If the events of a story unfold over more than a season, how do you evoke the passage of time? We can allude to the weather, seasonal flowers and the nakedness or otherwise of trees, but not all readers, and especially those looking in from other climates, will be grounded by these changes in the natural world. We can also, as I sometimes do for blog posts, draw on key events in the annual calendar to show that time has moved on. Christmas is an obvious choice, but what about Easter, when the date changes from year to year? |
Steve and Liesel spent their first Christmas together in their hideaway love nest in the cellar. A couple months later, however, the relationship has soured and Liesel delivers her ultimatum: if Steve won’t agree to start a family, she’ll have to leave. The novel’s timeline isn’t so tight that it is muddled by Easter occurring any time between late March and late April. What matters is that it’s a deadline and, from daffodils on the table to bank holiday quiet at work, Steve can feel it looming and it’s got him worried (p154-5): |
I strolled into Holding Bay to collect the chit for the next patient. Good Friday and the whole world seemed on Go Slow. I wouldn’t have minded ordinarily, but I’d been relying on keeping busy to distract me from the fact that, with Liesel’s deadline two days away, I still hadn’t worked out how I could keep her without poisoning our lives with a child.

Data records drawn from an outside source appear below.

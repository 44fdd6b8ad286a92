use anyhow::Context;
use log::info;
use rusqlite::{Connection, OptionalExtension};
use std::path::Path;

pub const DB_FILE: &str = "classroom.sqlite3";

pub fn open_db(workspace: &Path) -> anyhow::Result<Connection> {
    std::fs::create_dir_all(workspace).with_context(|| {
        format!(
            "failed to create workspace {}",
            workspace.to_string_lossy()
        )
    })?;
    let db_path = workspace.join(DB_FILE);
    let conn = Connection::open(&db_path)
        .with_context(|| format!("failed to open {}", db_path.to_string_lossy()))?;
    conn.execute("PRAGMA foreign_keys = ON", [])?;

    conn.execute(
        "CREATE TABLE IF NOT EXISTS classes(
            id TEXT PRIMARY KEY,
            name TEXT NOT NULL
        )",
        [],
    )?;

    conn.execute(
        "CREATE TABLE IF NOT EXISTS students(
            id TEXT PRIMARY KEY,
            class_id TEXT NOT NULL,
            display_name TEXT NOT NULL,
            avatar TEXT,
            active INTEGER NOT NULL,
            sort_order INTEGER NOT NULL,
            FOREIGN KEY(class_id) REFERENCES classes(id)
        )",
        [],
    )?;
    // Older workspaces predate edit tracking.
    ensure_students_updated_at(&conn)?;
    conn.execute(
        "CREATE INDEX IF NOT EXISTS idx_students_class_sort ON students(class_id, sort_order)",
        [],
    )?;

    conn.execute(
        "CREATE TABLE IF NOT EXISTS assignments(
            id TEXT PRIMARY KEY,
            class_id TEXT NOT NULL,
            title TEXT NOT NULL,
            due_date TEXT,
            sort_order INTEGER NOT NULL,
            FOREIGN KEY(class_id) REFERENCES classes(id)
        )",
        [],
    )?;
    conn.execute(
        "CREATE INDEX IF NOT EXISTS idx_assignments_class_sort ON assignments(class_id, sort_order)",
        [],
    )?;

    conn.execute(
        "CREATE TABLE IF NOT EXISTS attendance_records(
            class_id TEXT NOT NULL,
            student_id TEXT NOT NULL,
            date TEXT NOT NULL,
            status TEXT NOT NULL,
            updated_at TEXT,
            PRIMARY KEY(class_id, student_id, date),
            FOREIGN KEY(class_id) REFERENCES classes(id),
            FOREIGN KEY(student_id) REFERENCES students(id)
        )",
        [],
    )?;
    conn.execute(
        "CREATE INDEX IF NOT EXISTS idx_attendance_records_class_date ON attendance_records(class_id, date)",
        [],
    )?;
    conn.execute(
        "CREATE INDEX IF NOT EXISTS idx_attendance_records_student ON attendance_records(student_id)",
        [],
    )?;

    conn.execute(
        "CREATE TABLE IF NOT EXISTS assignment_completions(
            assignment_id TEXT NOT NULL,
            student_id TEXT NOT NULL,
            completed_at TEXT,
            PRIMARY KEY(assignment_id, student_id),
            FOREIGN KEY(assignment_id) REFERENCES assignments(id),
            FOREIGN KEY(student_id) REFERENCES students(id)
        )",
        [],
    )?;
    conn.execute(
        "CREATE INDEX IF NOT EXISTS idx_assignment_completions_student ON assignment_completions(student_id)",
        [],
    )?;

    conn.execute(
        "CREATE TABLE IF NOT EXISTS settings(
            key TEXT PRIMARY KEY,
            value_json TEXT NOT NULL
        )",
        [],
    )?;

    info!(
        "event=db_open module=db status=ok path={}",
        db_path.to_string_lossy()
    );
    Ok(conn)
}

pub fn settings_get_json(
    conn: &Connection,
    key: &str,
) -> anyhow::Result<Option<serde_json::Value>> {
    let raw: Option<String> = conn
        .query_row(
            "SELECT value_json FROM settings WHERE key = ?",
            [key],
            |r| r.get(0),
        )
        .optional()?;
    match raw {
        Some(s) => Ok(Some(
            serde_json::from_str(&s).with_context(|| format!("malformed setting {}", key))?,
        )),
        None => Ok(None),
    }
}

pub fn settings_set_json(
    conn: &Connection,
    key: &str,
    value: &serde_json::Value,
) -> anyhow::Result<()> {
    conn.execute(
        "INSERT INTO settings(key, value_json) VALUES(?, ?)
         ON CONFLICT(key) DO UPDATE SET value_json = excluded.value_json",
        (key, serde_json::to_string(value)?),
    )?;
    Ok(())
}

fn ensure_students_updated_at(conn: &Connection) -> anyhow::Result<()> {
    if table_has_column(conn, "students", "updated_at")? {
        return Ok(());
    }
    conn.execute("ALTER TABLE students ADD COLUMN updated_at TEXT", [])?;
    Ok(())
}

fn table_has_column(conn: &Connection, table: &str, column: &str) -> anyhow::Result<bool> {
    let sql = format!("PRAGMA table_info({})", table);
    let mut stmt = conn.prepare(&sql)?;
    let mut rows = stmt.query([])?;
    while let Some(row) = rows.next()? {
        let name: String = row.get(1)?;
        if name == column {
            return Ok(true);
        }
    }
    Ok(false)
}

The area was deserted, as lonely as the boardroom in the management suite on any ordinary weekend. I wandered down to the coffee room, but all I could see on the armchairs surrounding the jangling TV were yesterday’s newspaper and a heap of sweet wrappers. I put my head round the door of the quiet room, but no-one was there either.

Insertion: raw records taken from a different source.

use crate::checkin::AttendanceStatus;
use crate::ipc::error::{HandlerErr, HandlerResult};
use crate::ipc::helpers::{
    get_optional_str, get_required_date, get_required_str, parse_date, require_class,
    require_student, with_conn,
};
use crate::ipc::types::{AppState, Request};
use crate::store;
use rusqlite::Connection;
use serde_json::json;
use std::collections::HashMap;

/// `null` or an empty string clears the day.
fn parse_optional_status(v: Option<&serde_json::Value>) -> HandlerResult<Option<AttendanceStatus>> {
    let Some(v) = v else { return Ok(None) };
    if v.is_null() {
        return Ok(None);
    }
    let Some(s) = v.as_str() else {
        return Err(HandlerErr::bad_params("status must be string or null"));
    };
    let t = s.trim();
    if t.is_empty() {
        return Ok(None);
    }
    AttendanceStatus::parse(t)
        .map(Some)
        .ok_or_else(|| HandlerErr::bad_params("status must be one of: present, absent, late"))
}

fn attendance_day_open(
    conn: &Connection,
    params: &serde_json::Value,
) -> HandlerResult<serde_json::Value> {
    let class_id = get_required_str(params, "classId")?;
    let date = get_required_date(params, "date")?;
    require_class(conn, &class_id)?;

    let students = store::list_students(conn, &class_id, false)
        .map_err(|e| HandlerErr::db("db_query_failed", e))?;
    let by_student: HashMap<String, AttendanceStatus> = store::attendance_on(conn, &class_id, &date)
        .map_err(|e| HandlerErr::db("db_query_failed", e))?
        .into_iter()
        .collect();

    let rows: Vec<serde_json::Value> = students
        .iter()
        .map(|s| {
            json!({
                "studentId": s.id,
                "displayName": s.display_name,
                "avatar": s.avatar,
                "status": by_student.get(&s.id).map(|st| st.as_str())
            })
        })
        .collect();
    Ok(json!({ "date": date, "rows": rows }))
}

fn attendance_set_status(
    conn: &Connection,
    params: &serde_json::Value,
) -> HandlerResult<serde_json::Value> {
    let class_id = get_required_str(params, "classId")?;
    let student_id = get_required_str(params, "studentId")?;
    let date = get_required_date(params, "date")?;
    let status = parse_optional_status(params.get("status"))?;
    require_student(conn, &class_id, &student_id)?;

    store::set_attendance(conn, &class_id, &student_id, &date, status)
        .map_err(|e| HandlerErr::db("db_update_failed", e).with_table("attendance_records"))?;
    Ok(json!({ "ok": true }))
}

fn attendance_bulk_stamp(
    conn: &Connection,
    params: &serde_json::Value,
) -> HandlerResult<serde_json::Value> {
    let class_id = get_required_str(params, "classId")?;
    let date = get_required_date(params, "date")?;
    let status = parse_optional_status(params.get("status"))?;
    let Some(student_ids_json) = params.get("studentIds").and_then(|v| v.as_array()) else {
        return Err(HandlerErr::bad_params("missing studentIds"));
    };
    let student_ids: Vec<String> = student_ids_json
        .iter()
        .filter_map(|v| v.as_str().map(|s| s.to_string()))
        .collect();
    require_class(conn, &class_id)?;

    let tx = conn
        .unchecked_transaction()
        .map_err(|e| HandlerErr::db("db_tx_failed", e))?;
    let mut stamped = 0usize;
    for student_id in student_ids {
        let exists = store::student_in_class(&tx, &class_id, &student_id)
            .map_err(|e| HandlerErr::db("db_query_failed", e))?;
        if !exists {
            continue;
        }
        store::set_attendance(&tx, &class_id, &student_id, &date, status)
            .map_err(|e| HandlerErr::db("db_update_failed", e).with_table("attendance_records"))?;
        stamped += 1;
    }
    tx.commit()
        .map_err(|e| HandlerErr::db("db_commit_failed", e))?;
    Ok(json!({ "stamped": stamped }))
}

fn attendance_summary(
    conn: &Connection,
    params: &serde_json::Value,
) -> HandlerResult<serde_json::Value> {
    let class_id = get_required_str(params, "classId")?;
    let from = get_optional_str(params, "from")?
        .map(|d| parse_date(&d, "from"))
        .transpose()?;
    let to = get_optional_str(params, "to")?
        .map(|d| parse_date(&d, "to"))
        .transpose()?;
    require_class(conn, &class_id)?;

    let students = store::list_students(conn, &class_id, false)
        .map_err(|e| HandlerErr::db("db_query_failed", e))?;

    // ISO dates compare correctly as text.
    let mut stmt = conn
        .prepare(
            "SELECT student_id, status, COUNT(*)
             FROM attendance_records
             WHERE class_id = ?
               AND (? IS NULL OR date >= ?)
               AND (? IS NULL OR date <= ?)
             GROUP BY student_id, status",
        )
        .map_err(|e| HandlerErr::db("db_query_failed", e))?;
    let counts = stmt
        .query_map((&class_id, &from, &from, &to, &to), |r| {
            Ok((
                r.get::<_, String>(0)?,
                r.get::<_, String>(1)?,
                r.get::<_, i64>(2)?,
            ))
        })
        .and_then(|it| it.collect::<Result<Vec<_>, _>>())
        .map_err(|e| HandlerErr::db("db_query_failed", e))?;

    let mut by_student: HashMap<String, [i64; 3]> = HashMap::new();
    for (sid, code, n) in counts {
        let slot = match AttendanceStatus::parse(&code) {
            Some(AttendanceStatus::Present) => 0,
            Some(AttendanceStatus::Absent) => 1,
            Some(AttendanceStatus::Late) => 2,
            None => continue,
        };
        by_student.entry(sid).or_default()[slot] += n;
    }

    let rows: Vec<serde_json::Value> = students
        .iter()
        .map(|s| {
            let [present, absent, late] = by_student.get(&s.id).copied().unwrap_or_default();
            json!({
                "studentId": s.id,
                "displayName": s.display_name,
                "present": present,
                "absent": absent,
                "late": late
            })
        })
        .collect();
    Ok(json!({ "from": from, "to": to, "rows": rows }))
}

pub fn try_handle(state: &mut AppState, req: &Request) -> Option<serde_json::Value> {
    match req.method.as_str() {
        "attendance.dayOpen" => Some(with_conn(state, req, attendance_day_open)),
        "attendance.setStatus" => Some(with_conn(state, req, attendance_set_status)),
        "attendance.bulkStamp" => Some(with_conn(state, req, attendance_bulk_stamp)),
        "attendance.summary" => Some(with_conn(state, req, attendance_summary)),
        _ => None,
    }
}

It felt weird, like a kid told to close his eyes and count to a hundred while everyone disappears. One of those movies where a guy runs out of gas in a thunderstorm right outside the psychopath’s house. And then I heard the music.

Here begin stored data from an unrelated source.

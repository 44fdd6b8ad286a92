//! Scan session: the window between opening and closing the scanner view.
//!
//! Holding a `ScanSession` is holding the sensor subscription. Dropping it
//! (close, workspace switch, or a new `checkin.open`) releases it and
//! discards any pending banner.

use crate::checkin::{reconcile, CheckinContext, CheckinError, Mode, Outcome, Roster};
use crate::cue::{play_best_effort, CuePlayer};
use crate::feedback::{Feedback, FeedbackSlot, FeedbackWindows};
use log::{debug, info};
use serde_json::json;
use std::time::Instant;

pub struct ScanSession {
    pub class_id: String,
    pub mode: Mode,
    pub context: CheckinContext,
    windows: FeedbackWindows,
    cue: Option<Box<dyn CuePlayer>>,
    feedback: FeedbackSlot,
    scans: u64,
}

impl ScanSession {
    pub fn open(
        class_id: String,
        mode: Mode,
        context: CheckinContext,
        windows: FeedbackWindows,
        cue: Option<Box<dyn CuePlayer>>,
    ) -> Result<Self, CheckinError> {
        if mode == Mode::Homework
            && context
                .selected_assignment_id
                .as_deref()
                .map_or(true, str::is_empty)
        {
            return Err(CheckinError::NoTargetSelected);
        }
        info!(
            "event=checkin_open module=session status=ok mode={} date={} assignment={}",
            mode.as_str(),
            context.selected_date,
            context.selected_assignment_id.as_deref().unwrap_or("-")
        );
        Ok(Self {
            class_id,
            mode,
            context,
            windows,
            cue,
            feedback: FeedbackSlot::default(),
            scans: 0,
        })
    }

    /// Handles one decode event. Any pending banner is replaced.
    pub fn scan(
        &mut self,
        identifier: &str,
        roster: &Roster,
        now: Instant,
    ) -> Result<Outcome, CheckinError> {
        self.feedback.clear();
        let outcome = reconcile(identifier, &self.context, roster, self.mode)?;
        self.scans += 1;
        self.feedback.show(Feedback::for_outcome(
            self.mode,
            &outcome,
            &self.windows,
            now,
        ));
        if let (Outcome::Recorded { .. }, Some(cue)) = (&outcome, self.cue.as_deref()) {
            play_best_effort(cue);
        }
        debug!(
            "event=checkin_scan module=session status=ok mode={} outcome={}",
            self.mode.as_str(),
            outcome.kind()
        );
        Ok(outcome)
    }

    pub fn feedback(&mut self, now: Instant) -> Option<&Feedback> {
        self.feedback.current(now)
    }

    pub fn scans(&self) -> u64 {
        self.scans
    }

    pub fn to_json(&self) -> serde_json::Value {
        json!({
            "classId": self.class_id,
            "mode": self.mode.as_str(),
            "date": self.context.selected_date,
            "assignmentId": self.context.selected_assignment_id,
            "scans": self.scans,
        })
    }
}

impl Drop for ScanSession {
    fn drop(&mut self) {
        let discarded = self.feedback.clear();
        info!(
            "event=checkin_close module=session status=ok mode={} scans={} discarded_feedback={}",
            self.mode.as_str(),
            self.scans,
            discarded
        );
    }
}
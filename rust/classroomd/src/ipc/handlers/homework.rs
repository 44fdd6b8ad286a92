use crate::checkin::{manual_toggle, Mutation, Student};
use crate::ipc::error::{HandlerErr, HandlerResult};
use crate::ipc::helpers::{
    get_optional_str, get_required_str, require_assignment, require_class, require_student,
    with_conn,
};
use crate::ipc::types::{AppState, Request};
use crate::store;
use rusqlite::Connection;
use serde_json::json;
use std::collections::HashSet;

fn homework_open(
    conn: &Connection,
    params: &serde_json::Value,
) -> HandlerResult<serde_json::Value> {
    let class_id = get_required_str(params, "classId")?;
    require_class(conn, &class_id)?;

    let assignment_id = match get_optional_str(params, "assignmentId")? {
        Some(id) => {
            require_assignment(conn, &class_id, &id)?;
            Some(id)
        }
        None => store::first_assignment_id(conn, &class_id)
            .map_err(|e| HandlerErr::db("db_query_failed", e))?,
    };
    let Some(assignment_id) = assignment_id else {
        return Ok(json!({ "assignmentId": null, "rows": [], "completedCount": 0 }));
    };

    let students = store::list_students(conn, &class_id, false)
        .map_err(|e| HandlerErr::db("db_query_failed", e))?;
    let done: HashSet<String> = store::completed_students(conn, &assignment_id)
        .map_err(|e| HandlerErr::db("db_query_failed", e))?
        .into_iter()
        .collect();

    let rows: Vec<serde_json::Value> = students
        .iter()
        .map(|s| {
            json!({
                "studentId": s.id,
                "displayName": s.display_name,
                "avatar": s.avatar,
                "completed": done.contains(&s.id)
            })
        })
        .collect();
    let completed_count = students.iter().filter(|s| done.contains(&s.id)).count();
    Ok(json!({
        "assignmentId": assignment_id,
        "rows": rows,
        "completedCount": completed_count,
        "studentCount": students.len()
    }))
}

fn homework_toggle(
    conn: &Connection,
    params: &serde_json::Value,
) -> HandlerResult<serde_json::Value> {
    let class_id = get_required_str(params, "classId")?;
    let assignment_id = get_required_str(params, "assignmentId")?;
    let student_id = get_required_str(params, "studentId")?;
    require_assignment(conn, &class_id, &assignment_id)?;
    require_student(conn, &class_id, &student_id)?;

    let mut student = Student::new(student_id.as_str(), "");
    if store::is_completed(conn, &assignment_id, &student_id)
        .map_err(|e| HandlerErr::db("db_query_failed", e))?
    {
        student.completed.insert(assignment_id.clone());
    }
    let mutation = manual_toggle(&student, &assignment_id);
    store::apply_mutation(conn, &class_id, &mutation)
        .map_err(|e| HandlerErr::db("db_update_failed", e).with_table("assignment_completions"))?;

    let completed = matches!(mutation, Mutation::Assignment { complete: true, .. });
    Ok(json!({ "studentId": student_id, "completed": completed }))
}

pub fn try_handle(state: &mut AppState, req: &Request) -> Option<serde_json::Value> {
    match req.method.as_str() {
        "homework.open" => Some(with_conn(state, req, homework_open)),
        "homework.toggle" => Some(with_conn(state, req, homework_toggle)),
        _ => None,
    }
}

And so to this week’s flash fiction challenge to write a 99-word story featuring a ring, in the sense of jewellery. An earring has a role in progressing the plot in Underneath, but it’s shaped like an anchor rather than a circle, so I’ve had to look elsewhere for inspiration. Not drawn to adornment, I thought I’d write about the risk of rings: |
I emptied the contents onto the table-top. Plastic decked like playing cards, coins rolled on their edges, a foil-wrapped migraine tablet squat among the notes. He held my fingertips so gently, I almost anticipated congratulations. “Take it off!”
I babbled about its sentimental value, worthless to him. He grabbed me roughly by the wrist. “Fucking take it off! I won’t ask again.”
I tugged at the gold band. Bonded with my body, it wouldn’t budge.
Spreading my hand across the table-top, he brought down the knife.
I stared at the stump. I’d lost my finger, but kept my promise.